Segment Start: EXERCISE MATERIALS

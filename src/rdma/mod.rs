pub mod protocol;

#[cfg(feature = "rdma")]
pub mod buffer;
#[cfg(feature = "rdma")]
pub mod connection;
#[cfg(feature = "rdma")]
pub mod server;

#[cfg(feature = "rdma")]
pub use server::RdmaServer;

#[cfg(feature = "rdma")]
#[derive(Debug, thiserror::Error)]
pub enum RdmaError {
    #[error("buffer allocation failed")]
    Alloc,
    #[error("ibv_reg_mr failed")]
    RegMr,
    #[error("invalid RDMA bind address")]
    BadAddr,
    #[error("connection closed")]
    Closed,
    #[error("{0} failed")]
    Sys(&'static str),
}
use std::time::Duration;

use reqwest::header::{HeaderMap, HeaderName, HeaderValue, CONTENT_TYPE};
use reqwest::Method;
use tokio::time::sleep;

use crate::{
    decode::decode_body,
    transport::{HttpTransport, TransportResponse},
    AlgorandError, ClientOptions, IntDecoding, RateLimiter, Result, Value,
};

/// Request body attached to an endpoint call.
#[derive(Clone, Debug)]
pub(crate) enum Payload {
    Empty,
    Json(serde_json::Value),
    /// Raw bytes; `default_content_type` applies only when the caller has
    /// not supplied a `Content-Type` of their own.
    Binary {
        bytes: Vec<u8>,
        default_content_type: &'static str,
    },
}

/// How the engine interprets a successful transport response.
#[derive(Clone, Copy, Debug, Eq, PartialEq)]
pub(crate) enum ResponseKind {
    /// 2xx body is JSON, decoded under the request's [`IntDecoding`].
    Json,
    /// 2xx body is returned verbatim; integer decoding is bypassed.
    Raw,
    /// Only the status matters, and any non-ok status counts as transient.
    Empty,
}

/// One encoded signed transaction, or a group to broadcast atomically.
///
/// A group is validated and flattened into a single wire body before any
/// network activity; broadcasting an empty group is a validation error.
#[derive(Clone, Debug)]
pub enum SignedTransactions {
    Single(Vec<u8>),
    Batch(Vec<Vec<u8>>),
}

impl SignedTransactions {
    pub(crate) fn into_body(self) -> Result<Vec<u8>> {
        match self {
            Self::Single(bytes) => Ok(bytes),
            Self::Batch(group) => {
                if group.is_empty() {
                    return Err(AlgorandError::Validation(
                        "transaction group is empty".to_owned(),
                    ));
                }
                let total = group.iter().map(Vec::len).sum();
                let mut body = Vec::with_capacity(total);
                for stx in &group {
                    body.extend_from_slice(stx);
                }
                Ok(body)
            }
        }
    }
}

impl From<Vec<u8>> for SignedTransactions {
    fn from(stx: Vec<u8>) -> Self {
        Self::Single(stx)
    }
}

impl From<&[u8]> for SignedTransactions {
    fn from(stx: &[u8]) -> Self {
        Self::Single(stx.to_vec())
    }
}

impl From<Vec<Vec<u8>>> for SignedTransactions {
    fn from(group: Vec<Vec<u8>>) -> Self {
        Self::Batch(group)
    }
}

/// Shared request descriptor behind every endpoint wrapper.
///
/// Holds the resolved method and path, accumulated query parameters, the
/// payload and the execution knobs. Execution consumes the descriptor and
/// runs the loop: acquire a rate-limit token, call the transport, then
/// decode or schedule a retry.
#[derive(Debug)]
pub(crate) struct EndpointRequest<'a> {
    transport: &'a HttpTransport,
    options: &'a ClientOptions,
    limiter: Option<RateLimiter>,
    method: Method,
    path: String,
    query: Vec<(String, String)>,
    payload: Payload,
    response: ResponseKind,
    int_decoding: IntDecoding,
    headers: HeaderMap,
    retry_if_failed: bool,
}

impl<'a> EndpointRequest<'a> {
    pub fn new(
        transport: &'a HttpTransport,
        options: &'a ClientOptions,
        limiter: Option<RateLimiter>,
        method: Method,
        path: impl Into<String>,
    ) -> Self {
        Self {
            transport,
            options,
            limiter,
            method,
            path: path.into(),
            query: Vec::new(),
            payload: Payload::Empty,
            response: ResponseKind::Json,
            int_decoding: options.int_decoding,
            headers: HeaderMap::new(),
            retry_if_failed: true,
        }
    }

    /// Inserts or replaces a query parameter. Parameters are never removed
    /// once set; a repeated key overwrites in place, keeping insertion order.
    pub fn upsert_query(&mut self, key: &'static str, value: impl ToString) {
        let value = value.to_string();
        if let Some(entry) = self.query.iter_mut().find(|(existing, _)| existing == key) {
            entry.1 = value;
        } else {
            self.query.push((key.to_owned(), value));
        }
    }

    pub fn set_payload(&mut self, payload: Payload) {
        self.payload = payload;
    }

    pub fn set_response(&mut self, response: ResponseKind) {
        self.response = response;
    }

    pub fn set_int_decoding(&mut self, mode: IntDecoding) {
        self.int_decoding = mode;
    }

    pub fn set_retry_if_failed(&mut self, retry: bool) {
        self.retry_if_failed = retry;
    }

    pub fn insert_header(&mut self, name: HeaderName, value: HeaderValue) {
        self.headers.insert(name, value);
    }

    pub fn path(&self) -> &str {
        &self.path
    }

    pub fn query(&self) -> &[(String, String)] {
        &self.query
    }

    /// Executes and decodes a JSON response.
    pub async fn execute(self) -> Result<Value> {
        let response = self.dispatch().await?;
        let body = std::str::from_utf8(&response.body)
            .map_err(|_| AlgorandError::Decode("response body is not valid UTF-8".to_owned()))?;
        decode_body(body, self.int_decoding, &self.options.big_int_fields)
    }

    /// Executes and returns the response body verbatim.
    pub async fn execute_raw(self) -> Result<Vec<u8>> {
        let response = self.dispatch().await?;
        Ok(response.body)
    }

    /// Executes and discards the body, keeping only the ok/not-ok outcome.
    pub async fn execute_empty(self) -> Result<()> {
        self.dispatch().await.map(|_| ())
    }

    async fn dispatch(&self) -> Result<TransportResponse> {
        let headers = self.resolved_headers();
        let timeout = Duration::from_millis(self.options.timeout_ms);
        let mut attempt: u32 = 0;

        loop {
            // One token per attempt, consumed before the wire call; a retry
            // pays again. A closed limiter aborts without retrying.
            if let Some(limiter) = &self.limiter {
                limiter.acquire().await?;
            }

            let outcome = self
                .transport
                .send(
                    self.method.clone(),
                    &self.path,
                    &self.query,
                    &headers,
                    &self.payload,
                    timeout,
                )
                .await;

            let failure = match outcome {
                Ok(response) if response.ok => return Ok(response),
                Ok(response) => AlgorandError::Http {
                    status: response.status,
                    body: String::from_utf8_lossy(&response.body).into_owned(),
                },
                Err(err) => err,
            };

            if !self.retry_if_failed || !self.failure_is_retryable(&failure) {
                return Err(failure);
            }

            match self.options.retry.backoff_delay(attempt) {
                Some(delay) => {
                    #[cfg(feature = "tracing")]
                    tracing::debug!("retrying {} after {} ms", self.path, delay.as_millis());

                    sleep(delay).await;
                    attempt += 1;
                }
                None => return Err(AlgorandError::exhausted(attempt + 1, failure)),
            }
        }
    }

    /// Caller headers plus the payload's default content type. `HeaderMap`
    /// keys are case-insensitive, so any caller-supplied `Content-Type`
    /// wins regardless of spelling.
    fn resolved_headers(&self) -> HeaderMap {
        let mut headers = self.headers.clone();
        if let Payload::Binary {
            default_content_type,
            ..
        } = &self.payload
        {
            if !headers.contains_key(CONTENT_TYPE) {
                headers.insert(CONTENT_TYPE, HeaderValue::from_static(default_content_type));
            }
        }
        headers
    }

    fn failure_is_retryable(&self, failure: &AlgorandError) -> bool {
        match self.response {
            // Health-style endpoints treat every non-ok response as
            // transient, not just the usual retryable statuses.
            ResponseKind::Empty => matches!(
                failure,
                AlgorandError::Transport(_) | AlgorandError::Http { .. }
            ),
            _ => failure.is_retryable(),
        }
    }
}

#[cfg(test)]
mod tests {
    use reqwest::header::{HeaderValue, CONTENT_TYPE};
    use reqwest::Method;

    use super::{EndpointRequest, Payload, SignedTransactions};
    use crate::{transport::HttpTransport, AlgorandError, ClientOptions};

    fn test_transport() -> HttpTransport {
        HttpTransport::new("http://localhost:1", "x-algo-api-token", None)
    }

    #[test]
    fn upsert_query_overwrites_in_place() {
        let transport = test_transport();
        let options = ClientOptions::default();
        let mut request =
            EndpointRequest::new(&transport, &options, None, Method::GET, "/v2/blocks/1");

        request.upsert_query("limit", 10u64);
        request.upsert_query("min-round", 100u64);
        request.upsert_query("limit", 20u64);

        assert_eq!(
            request.query,
            vec![
                ("limit".to_owned(), "20".to_owned()),
                ("min-round".to_owned(), "100".to_owned()),
            ]
        );
    }

    #[test]
    fn binary_payload_defaults_content_type_without_overriding() {
        let transport = test_transport();
        let options = ClientOptions::default();

        let mut request =
            EndpointRequest::new(&transport, &options, None, Method::POST, "/v2/teal/compile");
        request.set_payload(Payload::Binary {
            bytes: b"int 1".to_vec(),
            default_content_type: "text/plain",
        });
        assert_eq!(
            request.resolved_headers().get(CONTENT_TYPE),
            Some(&HeaderValue::from_static("text/plain"))
        );

        request.insert_header(CONTENT_TYPE, HeaderValue::from_static("application/json"));
        assert_eq!(
            request.resolved_headers().get(CONTENT_TYPE),
            Some(&HeaderValue::from_static("application/json"))
        );
    }

    #[test]
    fn empty_payload_adds_no_content_type() {
        let transport = test_transport();
        let options = ClientOptions::default();
        let request = EndpointRequest::new(&transport, &options, None, Method::GET, "/health");

        assert!(request.resolved_headers().get(CONTENT_TYPE).is_none());
    }

    #[test]
    fn transaction_group_flattens_in_order() {
        let group = SignedTransactions::Batch(vec![vec![1, 2], vec![3], vec![4, 5]]);
        assert_eq!(
            group.into_body().expect("group must flatten"),
            vec![1, 2, 3, 4, 5]
        );

        let single = SignedTransactions::from(vec![9, 9]);
        assert_eq!(single.into_body().expect("must pass through"), vec![9, 9]);
    }

    #[test]
    fn empty_transaction_group_is_rejected() {
        let err = SignedTransactions::Batch(Vec::new())
            .into_body()
            .expect_err("must fail");
        assert!(matches!(err, AlgorandError::Validation(_)));
    }
}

Segment End: EXERCISE MATERIALS

Report the number of lines in the listing above that hold the word "HeaderMap", and give no other text.

5